A VA inspector general concluded inappropriate scheduling practices at VA medical centers were “systemic” in 2014, after a CNN investigation revealed veterans were dying while waiting for care on “secret” lists at the Phoenix VA. The scandal led to the resignation of then-VA Secretary Eric Shinseki.
A more recent CNN investigation found the problem is actually getting worse — veterans continue to wait months for care at some VA facilities, and a September federally funded report concluded the agency remains “plagued” by problems including growing bureaucracy, staffing challenges and unsustainable costs.
Fallon said on Tuesday that despite the issues “the VA provides unique and critical services and innovative care to our veteran community.”
Clinton “does not believe that privatization will solve the problems that the VA is facing. Rather, it must deliver high-quality care while acting as an integrated payer-purchaser and facilitating a full range of services for all veterans, regardless of where they live,” he said.
Clinton’s position on privatization is similar to Vermont independent Sen.
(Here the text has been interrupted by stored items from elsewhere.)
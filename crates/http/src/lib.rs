//! The zero-copy HTTP/1.1 engine behind quill.
//!
//! This crate turns socket bytes into a borrowed [`Request`](protocol::Request),
//! lets a [`Handler`](handler::Handler) fill a pooled
//! [`ResponseBuilder`](codec::ResponseBuilder), and writes the result back. It
//! deliberately does one request per connection and keeps every step on
//! borrowed slices of a pooled receive buffer.
//!
//! # Features
//!
//! - Zero-copy request parsing: method, path, query, headers and body are all
//!   views into the receive buffer
//! - Pooled buffers for both directions, returned on drop
//! - A growable response buffer with a header/content split, so content can be
//!   compressed after the handler ran
//! - Chunked transfer decoding and `multipart/form-data` parsing
//! - `Expect: 100-continue` handling
//!
//! # Example
//!
//! ```no_run
//! use quill_http::buf::BufferPool;
//! use quill_http::codec::ResponseBuilder;
//! use quill_http::connection::{ConnectionOptions, HttpConnection};
//! use quill_http::handler::{make_handler, HandlerError};
//! use quill_http::protocol::{Request, StatusCode};
//! use std::sync::Arc;
//! use tokio::net::TcpListener;
//! use tracing::{error, info, warn, Level};
//! use tracing_subscriber::FmtSubscriber;
//!
//! #[tokio::main]
//! async fn main() {
//!     // Initialize logging
//!     let subscriber = FmtSubscriber::builder()
//!         .with_max_level(Level::INFO)
//!         .finish();
//!     tracing::subscriber::set_global_default(subscriber)
//!         .expect("setting default subscriber failed");
//!
//!     info!(port = 8080, "start listening");
//!     let tcp_listener = match TcpListener::bind("127.0.0.1:8080").await {
//!         Ok(tcp_listener) => tcp_listener,
//!         Err(e) => {
//!             error!(cause = %e, "bind server error");
//!             return;
//!         }
//!     };
//!
//!     let handler = Arc::new(make_handler(hello_world));
//!     let pool = BufferPool::shared();
//!
//!     loop {
//!         let (tcp_stream, _remote_addr) = match tcp_listener.accept().await {
//!             Ok(stream_and_addr) => stream_and_addr,
//!             Err(e) => {
//!                 warn!(cause = %e, "failed to accept");
//!                 continue;
//!             }
//!         };
//!
//!         let handler = handler.clone();
//!         let connection = HttpConnection::new(tcp_stream, pool.clone(), ConnectionOptions::default());
//!
//!         tokio::spawn(async move {
//!             match connection.process(handler.as_ref()).await {
//!                 Ok(()) => info!("finished process, connection shutdown"),
//!                 Err(e) => error!("service has error, cause {}, connection shutdown", e),
//!             }
//!         });
//!     }
//! }
//!
//! fn hello_world(request: &mut Request<'_>, response: &mut ResponseBuilder) -> Result<(), HandlerError> {
//!     let body = format!("hello from {}", String::from_utf8_lossy(request.path()));
//!     response.append_response(request, StatusCode::OK, Some(b"text/plain".as_slice()), body.as_bytes());
//!     Ok(())
//! }
//! ```

pub mod buf;
pub mod codec;
pub mod connection;
pub mod handler;
pub mod protocol;

mod utils;

pub(crate) use utils::ensure;
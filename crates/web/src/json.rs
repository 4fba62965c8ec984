//! JSON request and response bodies through serde.

use crate::body::BodyError;
use http::StatusCode;
use quill_http::codec::ResponseBuilder;
use quill_http::protocol::Request;
use serde::Serialize;
use serde::de::DeserializeOwned;
use thiserror::Error;

const APPLICATION_JSON: &[u8] = b"application/json";

#[derive(Error, Debug)]
pub enum JsonError {
    #[error("failed to read body: {source}")]
    Body {
        #[from]
        source: BodyError,
    },

    #[error("invalid json: {source}")]
    Serde {
        #[from]
        source: serde_json::Error,
    },
}

/// Writes a complete `application/json` response with `value` as its body.
///
/// The value is serialized into a scratch buffer first, because the header
/// block needs the content length.
pub fn append_json<T: Serialize + ?Sized>(
    response: &mut ResponseBuilder,
    request: &Request<'_>,
    status: StatusCode,
    value: &T,
) -> Result<(), JsonError> {
    let mut content = ResponseBuilder::new();
    serde_json::to_writer(&mut content, value)?;
    response.append_response(request, status, Some(APPLICATION_JSON), content.as_bytes());
    Ok(())
}

pub fn parse_json<T: DeserializeOwned>(bytes: &[u8]) -> Result<T, JsonError> {
    Ok(serde_json::from_slice(bytes)?)
}

#[cfg(test)]
mod tests {
    use super::*;
    use quill_http::codec::RequestParser;
    use serde::Deserialize;

    #[derive(Debug, Serialize, Deserialize, PartialEq)]
    struct User {
        id: u32,
        name: String,
    }

    #[test]
    fn test_append_json() {
        let request = RequestParser::new().parse(b"GET /users/1 HTTP/1.1\r\n\r\n").unwrap();
        let mut response = ResponseBuilder::new();
        append_json(&mut response, &request, StatusCode::OK, &User { id: 1, name: "admin".to_owned() }).unwrap();

        let headers = String::from_utf8_lossy(response.headers()).into_owned();
        assert!(headers.contains("Content-Type: application/json\r\n"));
        assert!(headers.contains("Content-Length: 23\r\n"));
        assert_eq!(response.content(), br#"{"id":1,"name":"admin"}"#);
    }

    #[test]
    fn test_parse_json() {
        let user: User = parse_json(br#"{"id":7,"name":"quill"}"#).unwrap();
        assert_eq!(user, User { id: 7, name: "quill".to_owned() });

        assert!(matches!(parse_json::<User>(b"{"), Err(JsonError::Serde { .. })));
    }
}
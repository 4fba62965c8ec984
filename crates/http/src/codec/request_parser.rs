//! Zero-copy request parsing.
//!
//! [`RequestParser`] turns the bytes of one HTTP/1.1 request into a
//! [`Request`] whose fields all point back into the input. Nothing is copied
//! and nothing is decoded eagerly: the query string, the body framing and
//! header values are left for the layers that need them.
//!
//! # Parsing rules
//!
//! - The message is split at the first blank line. Without one the whole buffer
//!   is treated as the header block and the body is empty.
//! - The first line must split on single spaces into exactly three non-empty
//!   tokens: method, target and version.
//! - Unknown method tokens parse to [`Method::None`] rather than failing.
//! - Every other line is a header, split lazily by [`Headers`] when looked up.
//! - The body is only attached for `POST`, `PUT` and `PATCH`.
//!
//! # Limits
//!
//! Headers are counted while parsing, never collected: a request with more than
//! `max_headers` of them (default [`DEFAULT_MAX_HEADERS`]) fails with
//! [`ParseError::TooManyHeaders`].

use crate::buf::SplitBytes;
use crate::ensure;
use crate::protocol::{Headers, Method, ParseError, Request};
use memchr::memchr;
use memchr::memmem;
use tracing::trace;

/// Default upper bound on the number of request headers.
pub const DEFAULT_MAX_HEADERS: usize = 64;

/// Which blank line terminates the header block.
#[derive(Debug, Clone, Copy, PartialEq, Eq, Default)]
pub enum LineEnding {
    /// `\r\n\r\n`, as the protocol mandates.
    #[default]
    CrLf,
    /// `\n\n`, for lenient peers and hand-written fixtures.
    Lf,
}

impl LineEnding {
    pub fn head_terminator(self) -> &'static [u8] {
        match self {
            Self::CrLf => b"\r\n\r\n",
            Self::Lf => b"\n\n",
        }
    }
}

#[derive(Debug, Clone, Copy)]
pub struct RequestParser {
    line_ending: LineEnding,
    max_headers: usize,
}

impl RequestParser {
    pub fn new() -> Self {
        Self { line_ending: LineEnding::CrLf, max_headers: DEFAULT_MAX_HEADERS }
    }

    pub fn with_line_ending(mut self, line_ending: LineEnding) -> Self {
        self.line_ending = line_ending;
        self
    }

    pub fn with_max_headers(mut self, max_headers: usize) -> Self {
        self.max_headers = max_headers;
        self
    }

    pub fn line_ending(&self) -> LineEnding {
        self.line_ending
    }

    pub fn max_headers(&self) -> usize {
        self.max_headers
    }

    /// Returns the offset where the body starts, if the header block is complete.
    pub fn body_offset(&self, buf: &[u8]) -> Option<usize> {
        let terminator = self.line_ending.head_terminator();
        memmem::find(buf, terminator).map(|idx| idx + terminator.len())
    }

    /// Parses one request out of `buf`.
    ///
    /// # Errors
    ///
    /// Returns [`ParseError::EmptyRequest`] for an empty buffer,
    /// [`ParseError::InvalidRequestLine`] when the first line does not hold a
    /// method, a target and a version, and [`ParseError::TooManyHeaders`] when
    /// the header limit is exceeded. No partial request is ever returned.
    pub fn parse<'buf>(&self, buf: &'buf [u8]) -> Result<Request<'buf>, ParseError> {
        ensure!(!buf.is_empty(), ParseError::EmptyRequest);

        let terminator_len = self.line_ending.head_terminator().len();
        let (head, body): (&[u8], &[u8]) = match self.body_offset(buf) {
            Some(offset) => (&buf[..offset - terminator_len], &buf[offset..]),
            None => (buf, &[]),
        };

        let mut lines = SplitBytes::new(head, b'\n');

        let request_line = lines.next().map(trim_cr).ok_or(ParseError::EmptyRequest)?;
        let (method, target, version) = parse_request_line(request_line)?;
        let header_block = lines.remainder();

        let (path, query) = match memchr(b'?', target) {
            Some(idx) => (&target[..idx], &target[idx + 1..]),
            None => (target, &target[target.len()..]),
        };

        ensure!(Headers::new(header_block).nth(self.max_headers).is_none(), ParseError::too_many_headers(self.max_headers));

        let body = if method.has_body() { body } else { &body[..0] };

        trace!(%method, body = body.len(), "parsed request");
        Ok(Request::new(method, path, query, version, header_block, body))
    }
}

impl Default for RequestParser {
    fn default() -> Self {
        Self::new()
    }
}

fn trim_cr(line: &[u8]) -> &[u8] {
    line.strip_suffix(b"\r").unwrap_or(line)
}

fn parse_request_line(line: &[u8]) -> Result<(Method, &[u8], &[u8]), ParseError> {
    let mut tokens = SplitBytes::new(line, b' ');

    let method = tokens.next().filter(|token| !token.is_empty());
    let target = tokens.next().filter(|token| !token.is_empty());
    let version = tokens.next().filter(|token| !token.is_empty());

    match (method, target, version, tokens.next()) {
        (Some(method), Some(target), Some(version), None) => Ok((Method::from_bytes(method), target, version)),
        _ => Err(ParseError::invalid_request_line(String::from_utf8_lossy(line))),
    }
}
//! Byte-level building blocks: delimiter scanning and pooled buffers.
//!
//! Everything above this module works on borrowed `&[u8]` views, and every
//! owned array it needs comes from a [`BufferPool`].

mod pool;
mod split;

pub use pool::BufferPool;
pub use pool::DEFAULT_RETAINED_PER_CLASS;
pub use pool::PooledBuf;
pub use split::SplitBytes;
pub use split::SplitSeq;
pub use split::count_byte;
Bernie Sanders, her top rival for the Democratic nomination. Sanders joined with McCain in 2014 to pass a VA reform bill, one of the biggest legislative achievements of his career.
But it wasn’t just GOP opponents knocking Clinton for her comments. A Tuesday editorial in the Arizona Republic declared, “The last thing vets need? Presidential aspirants playing partisan politics with their predicament.”
“Ideological preferences may frame what reformers recommend to fix the VA’s troubles. The conservative Concerned Veterans for America, for example, advocates rolling back the vast bureaucracy’s mission. Many Democrats, meanwhile, advocate substantial increases in spending,” the editorial said. “But no one has injected the kind of accusatory, issue-dismissing language into the debate that Clinton has.”